Non è un caso, forse, che Fitzgerald, Hemingway, Parker, fossero amici e fossero tutti alcolizzati. Erano buoni amici perché si riconoscevano nelle brutture e nelle meschinità di un vizio silente eppure totalizzante, ma non se le rinfacciavano, probabilmente. Chissà se Dorothy lo diceva a se stessa, quel “poor old bastard”, mentre seppellivano Francis. Erano i buoni amici di Fitzgerald, quelli che buttavano un fiore sulla terra a 4 giorni dal Natale, al suo funerale, e non l’hanno salvato, non hanno salvato neanche se stessi. Perché s’erano scelti la via e si sono caricati il fondo che hanno scientemente voluto, hanno rispettato la vocazione. Come Paul.
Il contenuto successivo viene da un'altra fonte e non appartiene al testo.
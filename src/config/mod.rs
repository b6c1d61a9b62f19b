//! Configuration module for Cageside
//!
//! This module handles loading, parsing, and validating TOML configuration
//! files. All settings have defaults pointing at the production endpoints, so
//! a configuration file is only needed to override them (tests point the
//! scraper at a local mock server this way).
//!
//! # Example
//!
//! ```no_run
//! use cageside::config::load_config;
//! use std::path::Path;
//!
//! let config = load_config(Path::new("config.toml")).unwrap();
//! println!("Athlete pages under: {}", config.endpoints.athlete_base_url);
//! ```

mod parser;
mod types;
mod validation;

// Re-export types
pub use types::{Config, EndpointsConfig, HttpConfig};

// Re-export parser functions
pub use parser::load_config;

// Re-export validation for callers that build a Config in code
pub use validation::validate;
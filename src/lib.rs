//! Cageside: a UFC athlete and rankings scraper
//!
//! This crate fetches public pages from ufc.com (and the statleaders.ufc.com
//! leaderboard) and extracts structured records: fighter bios, fighter stats,
//! divisional rankings, current titleholders, and career records.

pub mod config;
pub mod scrape;

use thiserror::Error;

/// Main error type for Cageside operations
#[derive(Debug, Error)]
pub enum ScrapeError {
    #[error("Configuration error: {0}")]
    Config(#[from] ConfigError),

    #[error("HTTP error for {url}: {source}")]
    Http { url: String, source: reqwest::Error },

    #[error("HTTP status {status} for {url}")]
    Status { url: String, status: u16 },

    #[error("Request timeout for {url}")]
    Timeout { url: String },

    #[error("HTTP client error: {0}")]
    Client(#[from] reqwest::Error),
}

/// Configuration-specific errors
#[derive(Debug, Error)]
pub enum ConfigError {
    #[error("Failed to read config file: {0}")]
    Io(#[from] std::io::Error),

    #[error("Failed to parse TOML: {0}")]
    Parse(#[from] toml::de::Error),

    #[error("Validation error: {0}")]
    Validation(String),

    #[error("Invalid URL in config: {0}")]
    InvalidUrl(String),
}

/// Result type alias for Cageside operations
pub type Result<T> = std::result::Result<T, ScrapeError>;

/// Result type alias for configuration operations
pub type ConfigResult<T> = std::result::Result<T, ConfigError>;

// Re-export commonly used types
pub use config::Config;
pub use scrape::{Fighter, FighterInfo, FighterStats, Rankings, Records, Scraper, Titleholders};
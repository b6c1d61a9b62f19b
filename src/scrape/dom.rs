//! Selector helpers over the `scraper` crate
//!
//! Every extractor in this crate is a fixed table of "query selector, take
//! text or attribute" steps. These helpers implement that vocabulary once:
//! a selector that matches nothing (or fails to compile) degrades to an
//! empty string or `None`, never to an error, so a page with drifted markup
//! produces a partially empty record instead of a failure.

use scraper::{ElementRef, Selector};

/// Parses a selector string, treating an invalid selector as a guaranteed miss
fn sel(selector: &str) -> Option<Selector> {
    Selector::parse(selector).ok()
}

/// Collected, trimmed text content of an element
pub fn element_text(element: ElementRef<'_>) -> String {
    element.text().collect::<String>().trim().to_string()
}

/// Trimmed text of the first descendant matching `selector`, or `""`
pub fn first_text(scope: ElementRef<'_>, selector: &str) -> String {
    sel(selector)
        .and_then(|s| scope.select(&s).next())
        .map(element_text)
        .unwrap_or_default()
}

/// Attribute value of the first descendant matching `selector`
///
/// Returns `None` when either the element or the attribute is absent.
pub fn first_attr(scope: ElementRef<'_>, selector: &str, attr: &str) -> Option<String> {
    let s = sel(selector)?;
    scope
        .select(&s)
        .next()
        .and_then(|e| e.value().attr(attr))
        .map(|v| v.trim().to_string())
}

/// All descendants matching `selector`, in document order
pub fn select_all<'a>(scope: ElementRef<'a>, selector: &str) -> Vec<ElementRef<'a>> {
    match sel(selector) {
        Some(s) => scope.select(&s).collect(),
        None => Vec::new(),
    }
}

/// First descendant matching `selector` whose text contains `needle`
///
/// Substring match on the element's collected text, the `:contains()` idiom.
pub fn find_containing<'a>(
    scope: ElementRef<'a>,
    selector: &str,
    needle: &str,
) -> Option<ElementRef<'a>> {
    let s = sel(selector)?;
    scope
        .select(&s)
        .find(|e| e.text().collect::<String>().contains(needle))
}

/// Immediately following sibling element, if it matches `selector`
///
/// Intervening text nodes are skipped; an element sibling that does not
/// match the selector is a miss, not a cue to scan further.
pub fn next_matching<'a>(element: ElementRef<'a>, selector: &str) -> Option<ElementRef<'a>> {
    let s = sel(selector)?;
    next_element(element).filter(|e| s.matches(e))
}

/// Immediately preceding sibling element, if it matches `selector`
pub fn prev_matching<'a>(element: ElementRef<'a>, selector: &str) -> Option<ElementRef<'a>> {
    let s = sel(selector)?;
    prev_element(element).filter(|e| s.matches(e))
}

/// "Label containing text, take the adjacent value" lookup
///
/// Finds the first element matching `label_selector` whose text contains
/// `needle`, then returns the trimmed text of its immediately following
/// sibling element matching `value_selector`. Empty string if any step
/// misses.
pub fn labeled_next(
    scope: ElementRef<'_>,
    label_selector: &str,
    needle: &str,
    value_selector: &str,
) -> String {
    find_containing(scope, label_selector, needle)
        .and_then(|label| next_matching(label, value_selector))
        .map(element_text)
        .unwrap_or_default()
}

/// As [`labeled_next`], but the value precedes its label in the markup
pub fn labeled_prev(
    scope: ElementRef<'_>,
    label_selector: &str,
    needle: &str,
    value_selector: &str,
) -> String {
    find_containing(scope, label_selector, needle)
        .and_then(|label| prev_matching(label, value_selector))
        .map(element_text)
        .unwrap_or_default()
}

/// As [`labeled_next`], but reads text from a descendant of the value element
pub fn labeled_next_nested(
    scope: ElementRef<'_>,
    label_selector: &str,
    needle: &str,
    value_selector: &str,
    inner_selector: &str,
) -> String {
    find_containing(scope, label_selector, needle)
        .and_then(|label| next_matching(label, value_selector))
        .map(|value| first_text(value, inner_selector))
        .unwrap_or_default()
}

/// First sibling element after `element` in document order
fn next_element(element: ElementRef<'_>) -> Option<ElementRef<'_>> {
    let mut node = element.next_sibling();
    while let Some(n) = node {
        if let Some(e) = ElementRef::wrap(n) {
            return Some(e);
        }
        node = n.next_sibling();
    }
    None
}

/// First sibling element before `element` in document order
fn prev_element(element: ElementRef<'_>) -> Option<ElementRef<'_>> {
    let mut node = element.prev_sibling();
    while let Some(n) = node {
        if let Some(e) = ElementRef::wrap(n) {
            return Some(e);
        }
        node = n.prev_sibling();
    }
    None
}
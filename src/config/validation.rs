use crate::config::types::{Config, EndpointsConfig, HttpConfig};
use crate::ConfigError;
use url::Url;

/// Validates the entire configuration
pub fn validate(config: &Config) -> Result<(), ConfigError> {
    validate_http_config(&config.http)?;
    validate_endpoints_config(&config.endpoints)?;
    Ok(())
}

/// Validates HTTP client configuration
fn validate_http_config(config: &HttpConfig) -> Result<(), ConfigError> {
    if config.user_agent.is_empty() {
        return Err(ConfigError::Validation(
            "user-agent cannot be empty".to_string(),
        ));
    }

    if config.timeout_secs < 1 {
        return Err(ConfigError::Validation(format!(
            "timeout-secs must be >= 1, got {}",
            config.timeout_secs
        )));
    }

    if config.connect_timeout_secs < 1 {
        return Err(ConfigError::Validation(format!(
            "connect-timeout-secs must be >= 1, got {}",
            config.connect_timeout_secs
        )));
    }

    Ok(())
}

/// Validates endpoint URLs
fn validate_endpoints_config(config: &EndpointsConfig) -> Result<(), ConfigError> {
    validate_endpoint_url("athlete-base-url", &config.athlete_base_url)?;
    validate_endpoint_url("rankings-url", &config.rankings_url)?;
    validate_endpoint_url("athletes-url", &config.athletes_url)?;
    validate_endpoint_url("statleaders-url", &config.statleaders_url)?;
    Ok(())
}

/// Validates a single endpoint: must parse as an absolute HTTP(S) URL
fn validate_endpoint_url(key: &str, value: &str) -> Result<(), ConfigError> {
    let url = Url::parse(value)
        .map_err(|e| ConfigError::InvalidUrl(format!("Invalid {}: {}", key, e)))?;

    if url.scheme() != "http" && url.scheme() != "https" {
        return Err(ConfigError::Validation(format!(
            "{} must use an http or https scheme, got '{}'",
            key,
            url.scheme()
        )));
    }

    if url.host_str().is_none() {
        return Err(ConfigError::Validation(format!(
            "{} must include a host, got '{}'",
            key, value
        )));
    }

    Ok(())
}
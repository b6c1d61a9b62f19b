//! HTTP fetcher
//!
//! This module handles all HTTP requests for the scraper:
//! - Building an HTTP client with the configured user agent and timeouts
//! - Single-attempt GET requests for page content
//! - Error classification
//!
//! There is deliberately no retry, caching, or rate limiting here; each
//! extractor issues exactly one GET per call.

use crate::config::HttpConfig;
use crate::ScrapeError;
use reqwest::Client;
use std::time::Duration;

/// Builds an HTTP client from the configuration
///
/// Redirects follow reqwest's default policy; the statleaders host redirects
/// between its language variants, and the athlete pages occasionally redirect
/// on renamed slugs.
///
/// # Arguments
///
/// * `config` - The HTTP client configuration
///
/// # Returns
///
/// * `Ok(Client)` - Successfully built HTTP client
/// * `Err(reqwest::Error)` - Failed to build client
pub fn build_http_client(config: &HttpConfig) -> Result<Client, reqwest::Error> {
    Client::builder()
        .user_agent(config.user_agent.clone())
        .timeout(Duration::from_secs(config.timeout_secs))
        .connect_timeout(Duration::from_secs(config.connect_timeout_secs))
        .gzip(true)
        .brotli(true)
        .build()
}

/// Fetches a URL and returns the response body
///
/// One attempt, no retry. Failures are classified:
///
/// | Condition | Result |
/// |-----------|--------|
/// | 2xx | `Ok(body)` |
/// | non-2xx | `ScrapeError::Status` |
/// | timeout | `ScrapeError::Timeout` |
/// | any other transport failure | `ScrapeError::Http` |
///
/// # Arguments
///
/// * `client` - The HTTP client to use
/// * `url` - The URL to fetch
pub async fn fetch_html(client: &Client, url: &str) -> Result<String, ScrapeError> {
    tracing::debug!("GET {}", url);

    let response = client
        .get(url)
        .send()
        .await
        .map_err(|e| classify_error(url, e))?;

    let status = response.status();
    if !status.is_success() {
        return Err(ScrapeError::Status {
            url: url.to_string(),
            status: status.as_u16(),
        });
    }

    response.text().await.map_err(|e| classify_error(url, e))
}

/// Maps a reqwest error onto the crate's error taxonomy
fn classify_error(url: &str, error: reqwest::Error) -> ScrapeError {
    if error.is_timeout() {
        ScrapeError::Timeout {
            url: url.to_string(),
        }
    } else {
        ScrapeError::Http {
            url: url.to_string(),
            source: error,
        }
    }
}
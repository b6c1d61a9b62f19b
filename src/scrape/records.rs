//! Career record leaderboards from the statleaders host
//!
//! This page lives on a different host than the athlete pages. Each results
//! group is a category with a header and a table of rows; the first row is a
//! column header marked with a modifier class, and ranks are positional.

use super::dom;
use scraper::Html;
use serde::Serialize;

/// All leaderboard categories, in page order
pub type Records = Vec<RecordCategory>;

/// One leaderboard category
#[derive(Debug, Clone, PartialEq, Serialize)]
#[serde(rename_all = "PascalCase")]
pub struct RecordCategory {
    pub category: String,
    pub entries: Vec<RecordEntry>,
}

/// One leaderboard row
#[derive(Debug, Clone, PartialEq, Serialize)]
#[serde(rename_all = "PascalCase")]
pub struct RecordEntry {
    /// 1-based row position within the category
    pub rank: u32,
    pub fighter: String,
    pub statistic: String,
}

/// Extracts the career leaderboards from statleaders page markup
///
/// Header rows (the `results-table--th` modifier) are excluded. Ranks count
/// data-row positions, so an incomplete row leaves a gap rather than
/// shifting the rows after it. Rows missing the fighter or statistic cell
/// are dropped entirely. A repeated category header replaces the earlier
/// category's rows (last write wins).
pub fn parse_records(html: &str) -> Records {
    let document = Html::parse_document(html);
    let root = document.root_element();
    let mut categories: Records = Vec::new();

    for group in dom::select_all(root, ".results-group") {
        let category = dom::first_text(group, "header h3");
        let mut entries = Vec::new();
        let mut rank = 0u32;

        for row in dom::select_all(group, ".results-table--tr") {
            if row
                .value()
                .classes()
                .any(|class| class == "results-table--th")
            {
                continue;
            }
            rank += 1;

            let cells = dom::select_all(row, "span");
            let fighter = cells.get(1).copied().map(dom::element_text).unwrap_or_default();
            let statistic = cells.get(2).copied().map(dom::element_text).unwrap_or_default();

            if fighter.is_empty() || statistic.is_empty() {
                tracing::debug!(
                    "Skipping incomplete leaderboard row {} in '{}'",
                    rank,
                    category
                );
                continue;
            }

            entries.push(RecordEntry {
                rank,
                fighter,
                statistic,
            });
        }

        if let Some(existing) = categories.iter_mut().find(|c| c.category == category) {
            existing.entries = entries;
        } else {
            categories.push(RecordCategory { category, entries });
        }
    }

    categories
}
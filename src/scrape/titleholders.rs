//! Current titleholders extraction from the athletes listing page

use super::dom;
use scraper::Html;
use serde::Serialize;

/// All current champions, in page order
pub type Titleholders = Vec<Titleholder>;

/// One division's champion entry
#[derive(Debug, Clone, PartialEq, Serialize)]
#[serde(rename_all = "PascalCase")]
pub struct Titleholder {
    pub division: String,
    pub weight: String,
    pub champion: String,
    pub nickname: String,
    pub record: String,
    pub last_fight: String,
}

/// Extracts current titleholders from athletes listing markup
///
/// Listing items without a division string are decorative (promo tiles,
/// pager rows) and are skipped. A repeated division replaces the earlier
/// entry (last write wins).
pub fn parse_titleholders(html: &str) -> Titleholders {
    let document = Html::parse_document(html);
    let root = document.root_element();
    let mut titleholders: Titleholders = Vec::new();

    for item in dom::select_all(root, ".l-listing__item") {
        let division = dom::first_text(item, ".ath-wlcass strong");
        if division.is_empty() {
            continue;
        }

        let entry = Titleholder {
            division,
            weight: dom::first_text(item, ".ath-weight"),
            champion: dom::first_text(item, ".ath-n__name a span"),
            nickname: dom::first_text(item, ".ath-nn__nickname .field__item"),
            record: dom::first_text(item, ".c-ath--record"),
            // First row of the nested fight-history block
            last_fight: dom::first_text(
                item,
                ".view-fighter-last-fight .view-content .views-row",
            ),
        };

        if let Some(existing) = titleholders
            .iter_mut()
            .find(|t| t.division == entry.division)
        {
            *existing = entry;
        } else {
            titleholders.push(entry);
        }
    }

    titleholders
}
Bukowski lo diceva: “Se succede qualcosa di brutto si beve per dimenticare, se succede qualcosa di bello si beve per festeggiare e se non succede niente si beve per far succedere qualcosa”. Gascoigne trova un motivo per bere, ogni giorno, come lo trovava Francis.

Io ho visto, poco fa, la faccia gonfia e trasfigurata d’un Gazza che non era più di questo mondo, in quelle ultime foto con i piedi scalzi da Cristo ubriacone, la testa rotta e la vestaglia da barbone.

E ho pensato solo “poor old bastard”, con le lacrime agli occhi.